According to a Los Angeles Times investigation published in July 2020, Sheikha Moza's son Khalifa bin Hamad bin Khalifa Al Thani was accepted to the University of Southern California (USC) as a transfer student from the community college Los Angeles Mission College after she met USC president C. L. Max Nikias in 2012 in Los Angeles, California, at the behest of USC trustee Thomas J. Barrack Jr.

According to scholarly research, firms owned by the al-Misnad family, which Sheikha Moza belongs to, "are among the most prominent contractors in the mammoth infrastructural development projects funded by Qatar Foundation, which is headed by Shaikha Moza". While the research clarifies that there is no way to know the basis on which al-Misnad firms win bids for projects funded by Qatar Foundation, it notes that "there is a widespread assumption in the country (Qatar) that these bids are awarded largely because of the Al Misnad’s family ties to Shaikha Moza".

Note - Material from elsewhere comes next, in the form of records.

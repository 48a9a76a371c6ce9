//! Transaction helpers for the multi-row request and approval writes.

use crate::error::AppError;
use crate::types::RequestId;
use sqlx::postgres::PgTransaction;
use sqlx::PgPool;

pub async fn begin_transaction(db: &PgPool) -> Result<PgTransaction<'static>, AppError> {
    db.begin()
        .await
        .map_err(|e| AppError::InternalServerError(e.into()))
}

pub async fn commit_transaction(tx: PgTransaction<'_>) -> Result<(), AppError> {
    tx.commit()
        .await
        .map_err(|e| AppError::InternalServerError(e.into()))
}

/// Rolls back and hands `outcome` through, for conditional writes that matched no row.
pub async fn abandon<T>(tx: PgTransaction<'_>, outcome: T) -> Result<T, AppError> {
    tx.rollback()
        .await
        .map_err(|e| AppError::InternalServerError(e.into()))?;
    Ok(outcome)
}

/// Takes the row lock on a request. Writers touching a request and its
/// approvals lock the request first.
pub async fn lock_request(tx: &mut PgTransaction<'_>, id: RequestId) -> Result<(), AppError> {
    sqlx::query("SELECT id FROM requests WHERE id = $1 FOR UPDATE")
        .bind(id)
        .execute(&mut **tx)
        .await?;
    Ok(())
}
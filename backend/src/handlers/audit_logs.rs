use axum::{
    extract::{Query, State},
    Json,
};

use crate::{
    error::AppError,
    models::{
        audit_log::{AuditLog, AuditLogListQuery},
        identity::Caller,
    },
    state::AppState,
};

pub async fn list_audit_logs(
    State(state): State<AppState>,
    caller: Caller,
    Query(query): Query<AuditLogListQuery>,
) -> Result<Json<Vec<AuditLog>>, AppError> {
    Ok(Json(state.audit_logs.list(&caller, query).await?))
}
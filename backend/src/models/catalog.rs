//! Read-mostly catalog entries: environments and resource types.

use chrono::{DateTime, Utc};
use serde::{Deserialize, Serialize};
use serde_json::Value;
use sqlx::FromRow;
use utoipa::ToSchema;

use crate::types::{EnvironmentId, ResourceTypeId};

#[derive(Debug, Clone, Serialize, Deserialize, FromRow, ToSchema)]
/// Deployment target with its approval policy.
pub struct Environment {
    pub id: EnvironmentId,
    /// Short unique key such as `dev`, `staging` or `prod`.
    pub name: String,
    pub display_name: String,
    pub description: Option<String>,
    pub gcp_project_id: Option<String>,
    pub region: String,
    /// Submissions into this environment wait for an approver.
    pub requires_approval: bool,
    pub is_active: bool,
    pub created_at: DateTime<Utc>,
    pub updated_at: DateTime<Utc>,
}

#[derive(Debug, Clone, Serialize, Deserialize, FromRow, ToSchema)]
/// Kind of infrastructure that can be requested, with its configuration schema.
pub struct ResourceType {
    pub id: ResourceTypeId,
    pub name: String,
    pub display_name: String,
    pub description: Option<String>,
    pub module_path: String,
    /// JSON Schema every request configuration must satisfy before submission.
    #[sqlx(json)]
    #[schema(value_type = Object)]
    pub config_schema: Value,
    pub base_cost: f64,
    pub is_active: bool,
    pub created_at: DateTime<Utc>,
}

==Titles, styles, and honours==

Coat of arms as dame of the Order of Isabella the Catholic (Spain)

===Titles and styles===
Bint Nasser may be styled as "Her Highness Sheikha Moza bint Nasser".

===Honours===
====Foreign honours====
- Croatia
  - Grand Cross of the Grand Order of Queen Jelena
- Italy
  - Grand Cross of the Order of Merit of the Italian Republic
- Malaysia
  - Honorary Grand Commander of the Order of the Defender of the Realm (SMN (K)) – Tun (2010)
- Morocco
  - Dame of the Order of Muhammad
- Netherlands
  - Dame Grand Cross of the Order of the Netherlands Lion
  - Recipient of the King Willem-Alexander Inauguration Medal
- Portugal
  - Grand Cross of the Order of Infante Henry
- Spain
  - Dame Grand Cross of the Order of Isabella the Catholic
- United Kingdom
  - Honorary Dame Commander of the Order of the British Empire

====Foreign awards====
- Poland
  - Member of the Decoration of the Smile
- United Kingdom
  - Royal Institute of International Affairs: Chatham House Prize
- United States
  - Recipient of the Andrew Carnegie Medal of Philanthropy
  - Georgetown University: honorary Degree of Doctor of Humane Letters
  - Carnegie Mellon University: honorary Degree of Doctor of Humane Letters
  - George Bush Presidential Library: George Bush Award for Excellence in Public Service
  - Virginia Commonwealth University: honorary Degree of Doctor of Humane Letters
  - Georgetown University President's Medal
- Pakistan
  - Recipient of the Hilal-e-Pakistan Civilian Award.

====Honorary doctorates====
She was awarded an honorary Doctor of Humane Letters from Virginia Commonwealth University in 2003. She also holds honorary doctorates from Texas A&M, Carnegie Mellon, Imperial College London, and the Georgetown University School of Foreign Service.

Moza was also recognized as one of the 100 Influential Celebrities in Oncology by OncoDaily.

==Children==
The royal couple has five sons and two daughters:
- Sheikh Jassim bin Hamad bin Khalifa Al Thani (born 1978) – heir apparent of Qatar until 2003.
- Sheikh Tamim bin Hamad Al Thani, Prince of Qatar (born 1980) – heir apparent of Qatar (2003–2013), current Emir of Qatar.
- Sheikha Al-Mayassa bint Hamad bin Khalifa Al Thani (born 1983).
- Sheikha Hind bint Hamad bin Khalifa Al Thani (born 1984) – director of the Emir's Office since 2009.
- Sheikh Joaan bin Hamad bin Khalifa Al Thani (born 1986).
- Sheikh Mohammed bin Hamad bin Khalifa Al Thani (born 1988).
- Sheikh Khalifa bin Hamad bin Khalifa Al Thani (born 1991).